*Exercise aim*
How many lines of the entries below include the word "AppError"? Answer with the number alone.

[Dataset records]

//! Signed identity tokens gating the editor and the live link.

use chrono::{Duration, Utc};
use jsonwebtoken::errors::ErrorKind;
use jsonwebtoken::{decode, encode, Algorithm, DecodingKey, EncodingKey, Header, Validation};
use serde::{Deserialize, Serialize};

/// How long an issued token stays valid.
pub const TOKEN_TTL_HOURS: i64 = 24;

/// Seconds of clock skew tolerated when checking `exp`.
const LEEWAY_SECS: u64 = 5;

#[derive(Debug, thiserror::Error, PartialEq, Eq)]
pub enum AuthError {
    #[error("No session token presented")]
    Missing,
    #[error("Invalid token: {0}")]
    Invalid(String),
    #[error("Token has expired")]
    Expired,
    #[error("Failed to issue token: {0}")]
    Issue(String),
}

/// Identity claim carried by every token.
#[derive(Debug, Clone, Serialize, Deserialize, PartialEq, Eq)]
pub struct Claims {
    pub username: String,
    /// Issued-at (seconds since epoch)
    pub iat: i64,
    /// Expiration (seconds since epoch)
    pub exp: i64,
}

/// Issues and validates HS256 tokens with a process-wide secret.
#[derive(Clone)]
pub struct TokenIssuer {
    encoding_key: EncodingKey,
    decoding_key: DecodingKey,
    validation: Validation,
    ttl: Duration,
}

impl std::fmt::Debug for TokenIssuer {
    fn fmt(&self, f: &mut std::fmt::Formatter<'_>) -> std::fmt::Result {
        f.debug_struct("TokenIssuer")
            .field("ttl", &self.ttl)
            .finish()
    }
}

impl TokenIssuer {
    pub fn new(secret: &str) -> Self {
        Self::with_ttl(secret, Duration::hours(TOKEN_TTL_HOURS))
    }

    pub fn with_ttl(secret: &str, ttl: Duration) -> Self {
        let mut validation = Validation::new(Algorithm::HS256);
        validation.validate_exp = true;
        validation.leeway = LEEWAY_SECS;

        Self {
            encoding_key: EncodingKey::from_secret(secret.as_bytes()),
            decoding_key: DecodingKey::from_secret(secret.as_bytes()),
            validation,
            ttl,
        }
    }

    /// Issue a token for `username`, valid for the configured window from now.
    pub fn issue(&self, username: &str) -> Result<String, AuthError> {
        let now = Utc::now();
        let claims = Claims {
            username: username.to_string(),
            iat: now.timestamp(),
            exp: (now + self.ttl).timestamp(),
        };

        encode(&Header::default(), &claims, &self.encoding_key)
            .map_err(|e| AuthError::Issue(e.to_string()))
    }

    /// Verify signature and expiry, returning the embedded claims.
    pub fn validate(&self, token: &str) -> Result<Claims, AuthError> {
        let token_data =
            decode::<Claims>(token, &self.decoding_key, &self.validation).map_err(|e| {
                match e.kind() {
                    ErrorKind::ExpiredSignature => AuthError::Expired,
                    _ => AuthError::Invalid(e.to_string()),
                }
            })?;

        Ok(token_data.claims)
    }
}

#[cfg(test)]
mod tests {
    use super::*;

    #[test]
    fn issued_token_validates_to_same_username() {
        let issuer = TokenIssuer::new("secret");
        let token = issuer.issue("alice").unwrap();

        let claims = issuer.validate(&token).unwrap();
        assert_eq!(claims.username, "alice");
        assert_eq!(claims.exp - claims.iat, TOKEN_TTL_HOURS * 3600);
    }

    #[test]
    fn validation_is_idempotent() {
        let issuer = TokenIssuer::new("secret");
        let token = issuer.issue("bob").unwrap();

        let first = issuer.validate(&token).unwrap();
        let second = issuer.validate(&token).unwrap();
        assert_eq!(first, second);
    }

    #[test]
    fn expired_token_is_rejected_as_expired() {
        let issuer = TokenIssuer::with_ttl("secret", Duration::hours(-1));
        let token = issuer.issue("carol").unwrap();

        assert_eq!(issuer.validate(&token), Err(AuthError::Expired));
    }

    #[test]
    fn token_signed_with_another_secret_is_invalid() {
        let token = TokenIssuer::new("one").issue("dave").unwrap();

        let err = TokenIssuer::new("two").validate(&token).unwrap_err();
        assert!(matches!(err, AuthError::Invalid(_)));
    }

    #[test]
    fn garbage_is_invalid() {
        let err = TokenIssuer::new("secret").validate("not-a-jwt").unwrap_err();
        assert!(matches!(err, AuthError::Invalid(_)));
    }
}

[/Dataset records]
[Dataset records]

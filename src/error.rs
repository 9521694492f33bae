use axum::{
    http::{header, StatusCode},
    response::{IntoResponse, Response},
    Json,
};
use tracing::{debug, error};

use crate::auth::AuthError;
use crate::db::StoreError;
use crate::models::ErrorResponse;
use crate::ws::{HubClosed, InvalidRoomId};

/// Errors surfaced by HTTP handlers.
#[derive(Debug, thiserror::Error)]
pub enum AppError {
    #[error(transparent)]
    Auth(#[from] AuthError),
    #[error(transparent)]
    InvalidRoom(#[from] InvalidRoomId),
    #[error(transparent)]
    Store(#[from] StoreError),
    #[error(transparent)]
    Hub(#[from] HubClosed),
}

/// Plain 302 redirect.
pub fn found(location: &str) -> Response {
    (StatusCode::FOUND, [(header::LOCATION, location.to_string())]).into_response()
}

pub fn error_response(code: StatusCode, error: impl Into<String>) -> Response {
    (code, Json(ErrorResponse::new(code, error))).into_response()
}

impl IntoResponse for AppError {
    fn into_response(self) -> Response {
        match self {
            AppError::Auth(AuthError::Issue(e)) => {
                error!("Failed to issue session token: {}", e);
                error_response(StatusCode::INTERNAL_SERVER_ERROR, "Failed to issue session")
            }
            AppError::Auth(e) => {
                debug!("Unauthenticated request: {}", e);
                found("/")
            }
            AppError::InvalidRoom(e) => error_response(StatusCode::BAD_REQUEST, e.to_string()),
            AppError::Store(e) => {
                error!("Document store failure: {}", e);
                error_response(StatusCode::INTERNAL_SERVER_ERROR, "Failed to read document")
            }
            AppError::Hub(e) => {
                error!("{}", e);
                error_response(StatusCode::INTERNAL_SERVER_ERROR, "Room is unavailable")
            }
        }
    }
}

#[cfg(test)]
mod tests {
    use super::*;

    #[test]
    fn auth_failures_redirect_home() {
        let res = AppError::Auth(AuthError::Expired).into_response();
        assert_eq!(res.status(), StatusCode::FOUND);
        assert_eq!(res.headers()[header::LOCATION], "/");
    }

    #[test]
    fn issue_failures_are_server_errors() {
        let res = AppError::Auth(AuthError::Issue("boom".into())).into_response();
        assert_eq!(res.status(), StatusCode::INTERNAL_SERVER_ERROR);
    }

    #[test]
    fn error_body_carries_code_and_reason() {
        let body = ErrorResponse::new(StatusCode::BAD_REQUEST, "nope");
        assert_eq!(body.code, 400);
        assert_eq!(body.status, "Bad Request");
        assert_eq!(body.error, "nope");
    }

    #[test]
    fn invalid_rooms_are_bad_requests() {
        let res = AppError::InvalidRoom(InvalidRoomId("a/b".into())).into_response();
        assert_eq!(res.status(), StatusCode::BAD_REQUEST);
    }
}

[/Dataset records]
[Dataset records]

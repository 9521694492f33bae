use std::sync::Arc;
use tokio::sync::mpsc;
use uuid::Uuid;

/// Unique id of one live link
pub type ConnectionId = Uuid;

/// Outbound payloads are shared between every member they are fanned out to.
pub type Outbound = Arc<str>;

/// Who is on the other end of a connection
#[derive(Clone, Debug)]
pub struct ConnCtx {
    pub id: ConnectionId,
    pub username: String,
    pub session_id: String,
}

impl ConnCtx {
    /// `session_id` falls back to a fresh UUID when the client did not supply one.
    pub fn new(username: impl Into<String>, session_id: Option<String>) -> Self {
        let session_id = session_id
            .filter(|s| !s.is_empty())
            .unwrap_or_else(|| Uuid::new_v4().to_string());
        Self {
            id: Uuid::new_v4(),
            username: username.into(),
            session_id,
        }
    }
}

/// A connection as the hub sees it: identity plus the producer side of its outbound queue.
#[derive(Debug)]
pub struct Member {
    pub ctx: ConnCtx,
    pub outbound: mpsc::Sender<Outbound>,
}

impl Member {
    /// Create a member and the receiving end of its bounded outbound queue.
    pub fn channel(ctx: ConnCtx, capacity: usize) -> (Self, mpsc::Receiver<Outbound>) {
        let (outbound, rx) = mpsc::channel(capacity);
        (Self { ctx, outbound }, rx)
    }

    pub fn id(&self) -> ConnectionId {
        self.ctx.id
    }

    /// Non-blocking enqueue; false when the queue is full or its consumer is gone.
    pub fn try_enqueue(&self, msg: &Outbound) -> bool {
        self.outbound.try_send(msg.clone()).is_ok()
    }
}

[/Dataset records]

*Exercise response*
10